━━━━━ DATA FOR THE TASK
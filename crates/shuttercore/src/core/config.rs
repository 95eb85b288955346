use secrecy::SecretString;
use std::env;
use std::path::PathBuf;
use std::time::Duration;
use url::Url;

use crate::core::error::ConfigError;
use crate::core::types::{ChannelId, ModeratorId};
use crate::watermark::WatermarkSpec;

/// Default log file path when LOG_FILE_PATH is unset
pub const DEFAULT_LOG_FILE_PATH: &str = "shutter.log";

/// Runtime configuration, loaded once at startup from the environment.
///
/// Required: `BOT_TOKEN` (or `TELOXIDE_TOKEN`), `CHANNEL_ID`, `ADMIN_ID`,
/// `WATERMARK_TEXT`. Everything else has a default.
#[derive(Debug)]
pub struct Config {
    /// Bot API token
    pub bot_token: SecretString,
    /// Channel approved photos are posted to
    pub channel: ChannelId,
    /// The single moderator who reviews submissions
    pub moderator: ModeratorId,
    /// Text and font stamped onto approved photos
    pub watermark: WatermarkSpec,
    /// Log file path (LOG_FILE_PATH)
    pub log_file_path: String,
    /// Custom Bot API server (BOT_API_URL), e.g. a local telegram-bot-api
    pub bot_api_url: Option<Url>,
    /// Pending submissions older than this are dropped (SUBMISSION_TTL_SECS).
    /// Unset means submissions wait forever.
    pub submission_ttl: Option<Duration>,
    /// Port for the /metrics endpoint (METRICS_PORT). Unset disables it.
    pub metrics_port: Option<u16>,
}

impl Config {
    /// Reads configuration from the process environment.
    pub fn from_env() -> Result<Self, ConfigError> {
        Self::from_lookup(|name| env::var(name).ok())
    }

    /// Builds the configuration from an arbitrary variable lookup.
    ///
    /// All required variables are checked before any is parsed, so the
    /// error names every missing one.
    pub fn from_lookup<F>(lookup: F) -> Result<Self, ConfigError>
    where
        F: Fn(&str) -> Option<String>,
    {
        let get = |name: &str| lookup(name).map(|v| v.trim().to_string()).filter(|v| !v.is_empty());

        let bot_token = get("BOT_TOKEN").or_else(|| get("TELOXIDE_TOKEN"));
        let channel = get("CHANNEL_ID");
        let admin = get("ADMIN_ID");
        let watermark_text = get("WATERMARK_TEXT");

        let mut missing = Vec::new();
        if bot_token.is_none() {
            missing.push("BOT_TOKEN");
        }
        if channel.is_none() {
            missing.push("CHANNEL_ID");
        }
        if admin.is_none() {
            missing.push("ADMIN_ID");
        }
        if watermark_text.is_none() {
            missing.push("WATERMARK_TEXT");
        }

        let (Some(bot_token), Some(channel), Some(admin), Some(watermark_text)) =
            (bot_token, channel, admin, watermark_text)
        else {
            return Err(ConfigError::Missing(missing));
        };

        let channel = channel
            .parse::<ChannelId>()
            .map_err(|reason| ConfigError::Invalid { name: "CHANNEL_ID", reason })?;

        let moderator = admin.parse::<i64>().map(ModeratorId).map_err(|e| ConfigError::Invalid {
            name: "ADMIN_ID",
            reason: e.to_string(),
        })?;

        let bot_api_url = get("BOT_API_URL")
            .map(|raw| Url::parse(&raw))
            .transpose()
            .map_err(|e| ConfigError::Invalid {
                name: "BOT_API_URL",
                reason: e.to_string(),
            })?;

        let submission_ttl = get("SUBMISSION_TTL_SECS")
            .map(|raw| raw.parse::<u64>())
            .transpose()
            .map_err(|e| ConfigError::Invalid {
                name: "SUBMISSION_TTL_SECS",
                reason: e.to_string(),
            })?
            .filter(|secs| *secs > 0)
            .map(Duration::from_secs);

        let metrics_port = get("METRICS_PORT")
            .map(|raw| raw.parse::<u16>())
            .transpose()
            .map_err(|e| ConfigError::Invalid {
                name: "METRICS_PORT",
                reason: e.to_string(),
            })?;

        Ok(Self {
            bot_token: SecretString::from(bot_token),
            channel,
            moderator,
            watermark: WatermarkSpec {
                text: watermark_text,
                font_path: get("WATERMARK_FONT_PATH").map(PathBuf::from),
            },
            log_file_path: get("LOG_FILE_PATH").unwrap_or_else(|| DEFAULT_LOG_FILE_PATH.to_string()),
            bot_api_url,
            submission_ttl,
            metrics_port,
        })
    }
}

/// User-facing texts
pub mod captions {
    /// Caption attached to every photo posted to the channel
    pub const POST_CAPTION: &str = "hack kharidne ke liye contact @TPKINGOWNER";

    /// Reply to /start
    pub const START_GREETING: &str = "Hello! Please send me a photo to submit for review.";

    /// Reply to a submitter once their photo is queued for review
    pub const SUBMISSION_RECEIVED: &str = "Thanks! Your photo has been submitted for admin approval.";

    pub const APPROVE_BUTTON: &str = "✅ Approve";
    pub const REJECT_BUTTON: &str = "❌ Reject";

    pub const POSTING: &str = "✅ Approved. Posting to channel...";
    pub const POSTED: &str = "✅ Photo posted successfully with watermark!";
    pub const POSTED_UNWATERMARKED: &str = "⚠️ Error: Could not apply watermark. Posted original.";
    pub const REJECTED: &str = "❌ Rejected. The photo will not be posted.";
    pub const EXPIRED: &str = "⌛ This request has expired or is invalid.";
    pub const FETCH_FAILED: &str = "⚠️ Error: Could not download the original photo. Nothing was posted.";
    pub const POST_FAILED: &str = "⚠️ Error: Could not post the photo to the channel.";

    /// Callback answer for anyone but the moderator pressing a decision button
    pub const NOT_MODERATOR: &str = "Only the moderator can review submissions.";

    /// Caption of the review card sent to the moderator
    pub fn review_card(submitter: impl std::fmt::Display) -> String {
        format!("New photo from user {}. Approve to post in channel.", submitter)
    }
}

/// Network configuration
pub mod network {
    use std::time::Duration;

    /// Request timeout for Bot API calls (in seconds)
    pub const REQUEST_TIMEOUT_SECS: u64 = 120;

    /// Request timeout duration
    pub fn timeout() -> Duration {
        Duration::from_secs(REQUEST_TIMEOUT_SECS)
    }
}

/// Retry configuration for the dispatcher loop
pub mod retry {
    use std::time::Duration;

    /// Maximum number of retries for dispatcher reconnection
    pub const MAX_DISPATCHER_RETRIES: u32 = 5;

    /// Delay between dispatcher retry attempts (in seconds)
    pub const DISPATCHER_RETRY_DELAY_SECS: u64 = 5;

    /// Dispatcher retry delay duration
    pub fn dispatcher_delay() -> Duration {
        Duration::from_secs(DISPATCHER_RETRY_DELAY_SECS)
    }

    /// Base for exponential backoff calculation
    pub const EXPONENTIAL_BACKOFF_BASE: u64 = 2;
}

/// Pending submission housekeeping
pub mod registry {
    use std::time::Duration;

    /// How often the TTL sweep runs when SUBMISSION_TTL_SECS is set
    pub const SWEEP_INTERVAL_SECS: u64 = 60;

    pub fn sweep_interval() -> Duration {
        Duration::from_secs(SWEEP_INTERVAL_SECS)
    }
}

/// Watermark styling. Fixed for the process lifetime.
pub mod watermark {
    /// Smallest font size in pixels
    pub const MIN_FONT_SIZE: f32 = 15.0;
    /// Font size is image height divided by this
    pub const FONT_HEIGHT_DIVISOR: f32 = 30.0;
    /// Gap between the text box and the bottom edge, as a share of height
    pub const BOTTOM_MARGIN_RATIO: f32 = 0.05;
    /// Padding around the text inside the dark box (pixels)
    pub const BOX_PADDING: i32 = 5;
    /// Semi-transparent black behind the text
    pub const BOX_COLOR: [u8; 4] = [0, 0, 0, 128];
    /// Near-opaque white text
    pub const TEXT_COLOR: [u8; 4] = [255, 255, 255, 220];
    /// JPEG quality of the re-encoded image
    pub const JPEG_QUALITY: u8 = 90;
}
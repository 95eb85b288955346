use anyhow::Result;
use dotenvy::dotenv;
use std::path::PathBuf;
use std::sync::Arc;
use std::time::Duration;
use teloxide::prelude::*;
use tokio::time::sleep;

use shuttercore::config::{self, Config, DEFAULT_LOG_FILE_PATH};
use shuttercore::core::logging::{config_summary, init_logger, log_configuration};
use shuttercore::core::metrics::init_metrics;
use shuttercore::core::metrics_server::start_metrics_server;
use shuttercore::watermark::{watermark_file, WatermarkSpec, Watermarker};
use shuttercore::{Orchestrator, Registry};
use shutterbot::cli::{Cli, Commands};
use shutterbot::telegram::{create_bot, schema, setup_bot_commands, HandlerDeps, TelegramTransport};

/// Main entry point for the Telegram bot
///
/// # Errors
///
/// Returns an error if the configuration is incomplete or initialization
/// fails (logging, bot creation).
#[tokio::main]
async fn main() -> Result<()> {
    // Parse CLI arguments
    let cli = Cli::parse_args();

    // Log panics in handlers; the dispatcher task is restarted below
    std::panic::set_hook(Box::new(|panic_info| {
        log::error!("Panic caught: {:?}", panic_info);
        if let Some(location) = panic_info.location() {
            log::error!("Panic at {}:{}:{}", location.file(), location.line(), location.column());
        }
        if let Some(msg) = panic_info.payload().downcast_ref::<&str>() {
            log::error!("Panic message: {}", msg);
        }
    }));

    // Load environment variables from .env if present
    let _ = dotenv();

    match cli.command {
        Some(Commands::CheckConfig) => check_config(),
        Some(Commands::Watermark {
            input,
            output,
            text,
            font,
        }) => run_watermark(input, output, text, font),
        Some(Commands::Run) | None => {
            let config = Config::from_env()?;
            init_logger(&config.log_file_path)?;
            run_bot(config).await
        }
    }
}

/// Validates the environment and prints what the bot would run with
fn check_config() -> Result<()> {
    match Config::from_env() {
        Ok(config) => {
            println!("Configuration OK");
            for line in config_summary(&config) {
                println!("  {}", line);
            }
            match Watermarker::new(config.watermark.clone()).preload_font() {
                Ok(()) => println!("  Watermark font usable"),
                Err(e) => println!("  Warning: {} (photos will be posted without watermark)", e),
            }
            Ok(())
        }
        Err(e) => Err(anyhow::anyhow!("Invalid configuration: {}", e)),
    }
}

/// Stamps a local file for preview
fn run_watermark(input: PathBuf, output: PathBuf, text: Option<String>, font: Option<PathBuf>) -> Result<()> {
    let log_path = std::env::var("LOG_FILE_PATH").unwrap_or_else(|_| DEFAULT_LOG_FILE_PATH.to_string());
    init_logger(&log_path)?;

    let text = text
        .or_else(|| std::env::var("WATERMARK_TEXT").ok())
        .ok_or_else(|| anyhow::anyhow!("No watermark text: pass --text or set WATERMARK_TEXT"))?;
    let font_path = font.or_else(|| std::env::var("WATERMARK_FONT_PATH").ok().map(PathBuf::from));

    watermark_file(&input, &output, &WatermarkSpec { text, font_path })?;
    println!("Wrote {}", output.display());
    Ok(())
}

/// Runs the bot until the dispatcher stops or gives up after repeated panics
async fn run_bot(config: Config) -> Result<()> {
    log::info!("Starting bot...");

    // Initialize metrics registry
    init_metrics();

    // Log configuration at startup
    log_configuration(&config);

    let bot = create_bot(&config)?;
    let registry = Registry::new();

    if let Some(port) = config.metrics_port {
        let registry = registry.clone();
        tokio::spawn(async move {
            if let Err(e) = start_metrics_server(port, registry).await {
                log::error!("Metrics server failed: {}", e);
            }
        });
    }

    if let Some(ttl) = config.submission_ttl {
        log::info!("Pending submissions expire after {}s", ttl.as_secs());
        registry
            .clone()
            .spawn_expiry_task(ttl, config::registry::sweep_interval());
    }

    let watermarker = Watermarker::new(config.watermark.clone());
    if let Err(e) = watermarker.preload_font() {
        log::warn!("{}. Approved photos will be posted without watermark.", e);
    }

    let orchestrator = Orchestrator::new(
        Arc::new(TelegramTransport::new(bot.clone())),
        registry,
        config.channel.clone(),
        config.moderator,
        Arc::new(watermarker),
    );

    if let Err(e) = setup_bot_commands(&bot).await {
        log::warn!("Failed to set bot commands: {}", e);
    }

    let handler = schema(HandlerDeps::new(orchestrator));

    let mut retry_count = 0;
    let max_retries = config::retry::MAX_DISPATCHER_RETRIES;

    // Run the dispatcher with retry logic
    loop {
        let bot_clone = bot.clone();
        let handler_clone = handler.clone();

        // Separate task so a panic in the dispatcher surfaces through the JoinHandle
        let handle = tokio::spawn(async move {
            use teloxide::update_listeners::Polling;

            let listener = Polling::builder(bot_clone.clone()).build();

            Dispatcher::builder(bot_clone, handler_clone)
                .dependencies(DependencyMap::new())
                .enable_ctrlc_handler()
                .build()
                .dispatch_with_listener(
                    listener,
                    LoggingErrorHandler::with_custom_text("An error from the update listener"),
                )
                .await
        });

        match handle.await {
            Ok(()) => {
                log::info!("Dispatcher shutdown gracefully");
                break;
            }
            Err(join_err) => {
                if join_err.is_panic() {
                    log::error!("Dispatcher panicked: {}", join_err);

                    if retry_count < max_retries {
                        retry_count += 1;
                        log::info!(
                            "Retrying dispatcher after panic (attempt {}/{})...",
                            retry_count,
                            max_retries
                        );
                        exponential_backoff(retry_count).await;
                    } else {
                        log::error!("Max retries reached after panic. Exiting...");
                        break;
                    }
                } else {
                    log::warn!("Dispatcher task was cancelled: {}", join_err);
                    break;
                }
            }
        }

        // Add a delay between retries to avoid overwhelming the API
        if retry_count > 0 {
            sleep(config::retry::dispatcher_delay()).await;
        }
    }

    Ok(())
}

/// Exponential backoff delay for retries
async fn exponential_backoff(retry_count: u32) {
    let delay = Duration::from_secs(config::retry::EXPONENTIAL_BACKOFF_BASE.pow(retry_count));
    sleep(delay).await;
}
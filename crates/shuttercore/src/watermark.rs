//! Text watermarking for approved photos
//!
//! Decodes the photo, draws a semi-transparent dark box with the configured
//! text centered near the bottom edge, and re-encodes it as JPEG. Everything
//! happens on in-memory buffers; the only file ever read is the configured
//! font, and DejaVu Sans is compiled in as the default.

use ab_glyph::{FontArc, PxScale};
use image::codecs::jpeg::JpegEncoder;
use image::{imageops, DynamicImage, Rgba, RgbaImage};
use imageproc::drawing::{draw_filled_rect_mut, draw_text_mut, text_size};
use imageproc::rect::Rect;
use once_cell::sync::OnceCell;
use std::path::{Path, PathBuf};

use crate::core::config::watermark::{
    BOTTOM_MARGIN_RATIO, BOX_COLOR, BOX_PADDING, FONT_HEIGHT_DIVISOR, JPEG_QUALITY, MIN_FONT_SIZE, TEXT_COLOR,
};
use crate::core::error::{AppResult, WatermarkError};

/// Default font (DejaVu Sans, see assets/DejaVuSans-LICENSE.txt)
static BUNDLED_FONT: &[u8] = include_bytes!("../assets/DejaVuSans.ttf");

/// What to stamp onto approved photos
#[derive(Debug, Clone, PartialEq, Eq)]
pub struct WatermarkSpec {
    /// Text drawn at the bottom of the image
    pub text: String,
    /// Preferred TrueType/OpenType font. The bundled font is used when unset
    /// or unusable.
    pub font_path: Option<PathBuf>,
}

/// The image step of the approve path.
///
/// Implementations must never panic on bad input; every failure is a
/// `WatermarkError` and the caller posts the original instead.
pub trait ImageTransform: Send + Sync {
    fn apply(&self, image: &[u8]) -> Result<Vec<u8>, WatermarkError>;
}

/// Where the text and its backing box land on the image
#[derive(Debug, Clone, Copy, PartialEq, Eq)]
pub struct Placement {
    /// Left edge of the text
    pub x: i32,
    /// Top edge of the text
    pub y: i32,
    pub text_width: u32,
    pub text_height: u32,
}

impl Placement {
    /// The dark box: the text footprint padded on every side, both corner
    /// pixels included
    pub fn box_rect(&self) -> Rect {
        let padding = BOX_PADDING as u32;
        Rect::at(self.x - BOX_PADDING, self.y - BOX_PADDING).of_size(
            self.text_width + 2 * padding + 1,
            self.text_height + 2 * padding + 1,
        )
    }

    /// Bottom edge of the text
    pub fn text_bottom(&self) -> i32 {
        self.y + self.text_height as i32
    }
}

/// Font size for an image of the given height: `max(15, height / 30)`
pub fn font_size(image_height: u32) -> f32 {
    (image_height as f32 / FONT_HEIGHT_DIVISOR).max(MIN_FONT_SIZE)
}

/// Horizontally centered, bottom edge of the text 5% of the height above
/// the image's bottom edge.
///
/// Text wider than the image gets a negative `x`; it is clipped evenly on
/// both sides when drawn.
pub fn placement(image_width: u32, image_height: u32, text_width: u32, text_height: u32) -> Placement {
    let x = (image_width as i64 - text_width as i64).div_euclid(2);
    let margin = image_height as f32 * BOTTOM_MARGIN_RATIO;
    let y = (image_height as f32 - text_height as f32 - margin).round();

    Placement {
        x: x as i32,
        y: y as i32,
        text_width,
        text_height,
    }
}

/// Stamps `spec.text` onto images. Loads the font on first use and keeps it.
pub struct Watermarker {
    spec: WatermarkSpec,
    font: OnceCell<FontArc>,
}

impl Watermarker {
    pub fn new(spec: WatermarkSpec) -> Self {
        Self {
            spec,
            font: OnceCell::new(),
        }
    }

    pub fn spec(&self) -> &WatermarkSpec {
        &self.spec
    }

    /// Loads the font now rather than on the first approval, so an unusable
    /// WATERMARK_FONT_PATH shows up in the startup log.
    pub fn preload_font(&self) -> Result<(), WatermarkError> {
        self.font().map(|_| ())
    }

    fn font(&self) -> Result<&FontArc, WatermarkError> {
        self.font.get_or_try_init(|| load_font(self.spec.font_path.as_deref()))
    }

    /// Where the text and its box go on an image of the given size
    pub fn layout(&self, width: u32, height: u32) -> Result<Placement, WatermarkError> {
        let font = self.font()?;
        let (text_width, text_height) = text_size(PxScale::from(font_size(height)), font, &self.spec.text);
        Ok(placement(width, height, text_width, text_height))
    }

    /// Decode, stamp and re-encode as JPEG
    pub fn watermark(&self, image_bytes: &[u8]) -> Result<Vec<u8>, WatermarkError> {
        let decoded = image::load_from_memory(image_bytes).map_err(WatermarkError::Decode)?;
        let mut base = decoded.to_rgba8();
        let (width, height) = base.dimensions();
        if width == 0 || height == 0 {
            return Err(WatermarkError::EmptyImage);
        }

        let font = self.font()?;
        let scale = PxScale::from(font_size(height));
        let placement = self.layout(width, height)?;

        log::debug!(
            "Watermark {}x{} at ({}, {}) on {}x{} image",
            placement.text_width,
            placement.text_height,
            placement.x,
            placement.y,
            width,
            height
        );

        let mut layer = RgbaImage::new(width, height);
        draw_filled_rect_mut(&mut layer, placement.box_rect(), Rgba(BOX_COLOR));
        draw_text_mut(
            &mut layer,
            Rgba(TEXT_COLOR),
            placement.x,
            placement.y,
            scale,
            font,
            &self.spec.text,
        );
        imageops::overlay(&mut base, &layer, 0, 0);

        let flattened = DynamicImage::ImageRgba8(base).to_rgb8();
        let mut encoded = Vec::new();
        JpegEncoder::new_with_quality(&mut encoded, JPEG_QUALITY)
            .encode_image(&flattened)
            .map_err(WatermarkError::Encode)?;

        Ok(encoded)
    }
}

impl ImageTransform for Watermarker {
    fn apply(&self, image: &[u8]) -> Result<Vec<u8>, WatermarkError> {
        self.watermark(image)
    }
}

/// Loads the preferred font, falling back to the bundled one.
///
/// Only fails if the bundled font itself is broken.
fn load_font(preferred: Option<&Path>) -> Result<FontArc, WatermarkError> {
    if let Some(path) = preferred {
        match std::fs::read(path) {
            Ok(bytes) => match FontArc::try_from_vec(bytes) {
                Ok(font) => {
                    log::info!("Watermark font loaded from {}", path.display());
                    return Ok(font);
                }
                Err(e) => log::warn!("Font {} is not usable ({}), using bundled font", path.display(), e),
            },
            Err(e) => log::warn!("Font {} unavailable ({}), using bundled font", path.display(), e),
        }
    }

    FontArc::try_from_slice(BUNDLED_FONT).map_err(|e| WatermarkError::Font(format!("bundled font: {}", e)))
}

/// Watermarks a local image file. Used by the `watermark` CLI command to
/// preview the result without going through Telegram.
pub fn watermark_file(input: &Path, output: &Path, spec: &WatermarkSpec) -> AppResult<()> {
    let original = std::fs::read(input)?;
    let stamped = Watermarker::new(spec.clone()).watermark(&original)?;
    std::fs::write(output, stamped)?;
    log::info!("Watermarked {} -> {}", input.display(), output.display());
    Ok(())
}
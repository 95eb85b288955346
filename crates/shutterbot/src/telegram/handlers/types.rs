//! Handler types, dependencies, and update conversion helpers

use teloxide::types::{Message, PhotoSize, UserId};

use shuttercore::core::types::{ChatRef, ModeratorId, PhotoRef, SubmittedPhoto, SubmitterId};
use shuttercore::Orchestrator;

use crate::telegram::transport::TelegramTransport;

/// Error type for handlers
pub type HandlerError = Box<dyn std::error::Error + Send + Sync + 'static>;

/// Dependencies required by handlers
#[derive(Clone)]
pub struct HandlerDeps {
    pub orchestrator: Orchestrator<TelegramTransport>,
}

impl HandlerDeps {
    /// Create new handler dependencies
    pub fn new(orchestrator: Orchestrator<TelegramTransport>) -> Self {
        Self { orchestrator }
    }

    pub fn moderator(&self) -> ModeratorId {
        self.orchestrator.moderator()
    }
}

/// Whether `user` is the configured moderator
pub fn is_moderator(user: UserId, moderator: ModeratorId) -> bool {
    i64::try_from(user.0).ok() == Some(moderator.0)
}

/// Highest resolution variant of a photo
fn largest(sizes: &[PhotoSize]) -> Option<&PhotoSize> {
    sizes.iter().max_by_key(|p| p.width * p.height)
}

/// Builds the submission event for a photo message.
///
/// The sender falls back to the chat id when Telegram omits `from`
/// (anonymous group admins, channel posts).
pub fn submission_from_message(msg: &Message) -> Option<SubmittedPhoto> {
    let photo = largest(msg.photo()?)?;
    let submitter = msg
        .from
        .as_ref()
        .and_then(|u| i64::try_from(u.id.0).ok())
        .unwrap_or(msg.chat.id.0);

    Some(SubmittedPhoto {
        submitter: SubmitterId(submitter),
        chat: ChatRef(msg.chat.id.0),
        photo_ref: PhotoRef(photo.file.id.0.clone()),
    })
}

#[cfg(test)]
mod tests {
    use super::*;

    #[test]
    fn test_is_moderator() {
        assert!(is_moderator(UserId(42), ModeratorId(42)));
        assert!(!is_moderator(UserId(43), ModeratorId(42)));
        assert!(!is_moderator(UserId(u64::MAX), ModeratorId(-1)));
    }
}
use std::collections::HashMap;
use std::fmt;
use std::sync::Arc;
use tokio::sync::Mutex;
use tokio::time::{Duration, Instant};

use crate::core::types::{PhotoRef, SubmitterId};

/// Short opaque id carried in callback payloads instead of the photo's
/// `file_id`, which does not fit Telegram's 64-byte callback_data limit.
///
/// 16 lowercase hex characters from a random 64-bit value.
#[derive(Debug, Clone, PartialEq, Eq, Hash)]
pub struct SubmissionToken(String);

impl SubmissionToken {
    /// Length of generated tokens
    pub const LEN: usize = 16;

    /// Longest token accepted back from a callback payload
    pub const MAX_ACCEPTED_LEN: usize = 64;

    /// Fresh random token. Uniqueness is enforced by [`Registry::register`].
    pub fn generate() -> Self {
        Self(format!("{:016x}", rand::random::<u64>()))
    }

    /// Wraps a token read back from a payload.
    ///
    /// Only shape is checked (non-empty, bounded, no whitespace); whether
    /// it is pending is the registry's business.
    pub fn parse(raw: &str) -> Option<Self> {
        if raw.is_empty() || raw.len() > Self::MAX_ACCEPTED_LEN || raw.chars().any(char::is_whitespace) {
            return None;
        }
        Some(Self(raw.to_string()))
    }

    pub fn as_str(&self) -> &str {
        &self.0
    }
}

impl fmt::Display for SubmissionToken {
    fn fmt(&self, f: &mut fmt::Formatter<'_>) -> fmt::Result {
        f.write_str(&self.0)
    }
}

/// A photo waiting for the moderator. Never mutated after creation.
#[derive(Debug, Clone, PartialEq, Eq)]
pub struct SubmissionRecord {
    pub token: SubmissionToken,
    pub photo_ref: PhotoRef,
    pub submitter: SubmitterId,
    pub submitted_at: Instant,
}

/// In-memory store of pending submissions, keyed by token.
///
/// Clones share the same map. Every operation takes the lock for a single
/// map access, so callers never hold it across Telegram requests. There is
/// no size cap; see `prune_older_than` for the optional TTL.
#[derive(Clone, Default)]
pub struct Registry {
    entries: Arc<Mutex<HashMap<SubmissionToken, SubmissionRecord>>>,
}

impl Registry {
    pub fn new() -> Self {
        Self::default()
    }

    /// Creates a record under a token that is not currently pending and
    /// stores it. Generation and insert happen under one lock, so two
    /// concurrent submissions can never share a token.
    pub async fn register(&self, photo_ref: PhotoRef, submitter: SubmitterId) -> SubmissionRecord {
        let mut entries = self.entries.lock().await;
        let token = loop {
            let candidate = SubmissionToken::generate();
            if !entries.contains_key(&candidate) {
                break candidate;
            }
            log::warn!("Submission token collision on {}, regenerating", candidate);
        };

        let record = SubmissionRecord {
            token: token.clone(),
            photo_ref,
            submitter,
            submitted_at: Instant::now(),
        };
        entries.insert(token, record.clone());
        record
    }

    /// Stores a record under its own token, replacing any previous one.
    pub async fn put(&self, record: SubmissionRecord) {
        let mut entries = self.entries.lock().await;
        entries.insert(record.token.clone(), record);
    }

    pub async fn get(&self, token: &SubmissionToken) -> Option<SubmissionRecord> {
        let entries = self.entries.lock().await;
        entries.get(token).cloned()
    }

    /// Removes a record. Removing an absent token is a no-op.
    pub async fn remove(&self, token: &SubmissionToken) -> Option<SubmissionRecord> {
        let mut entries = self.entries.lock().await;
        entries.remove(token)
    }

    pub async fn len(&self) -> usize {
        self.entries.lock().await.len()
    }

    pub async fn is_empty(&self) -> bool {
        self.entries.lock().await.is_empty()
    }

    /// Drops submissions older than `max_age`. Returns how many were dropped.
    pub async fn prune_older_than(&self, max_age: Duration) -> usize {
        let mut entries = self.entries.lock().await;
        let before = entries.len();
        let now = Instant::now();
        entries.retain(|_, record| now.duration_since(record.submitted_at) < max_age);
        let removed = before - entries.len();
        if removed > 0 {
            log::info!("Expired {} pending submission(s)", removed);
        }
        removed
    }

    /// Runs `prune_older_than(ttl)` every `interval` until the runtime
    /// shuts down.
    pub fn spawn_expiry_task(self, ttl: Duration, interval: Duration) -> tokio::task::JoinHandle<()> {
        tokio::spawn(async move {
            let mut ticker = tokio::time::interval(interval);
            loop {
                ticker.tick().await;
                self.prune_older_than(ttl).await;
                crate::core::metrics::PENDING_SUBMISSIONS.set(self.len().await as f64);
            }
        })
    }
}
━━━━━━━━━━
[WORK REQUIRED] Find every line above that contains the word "layout", and return each one.

[TASK RESULT]
    pub fn layout(&self, width: u32, height: u32) -> Result<Placement, WatermarkError> {
        let placement = self.layout(width, height)?;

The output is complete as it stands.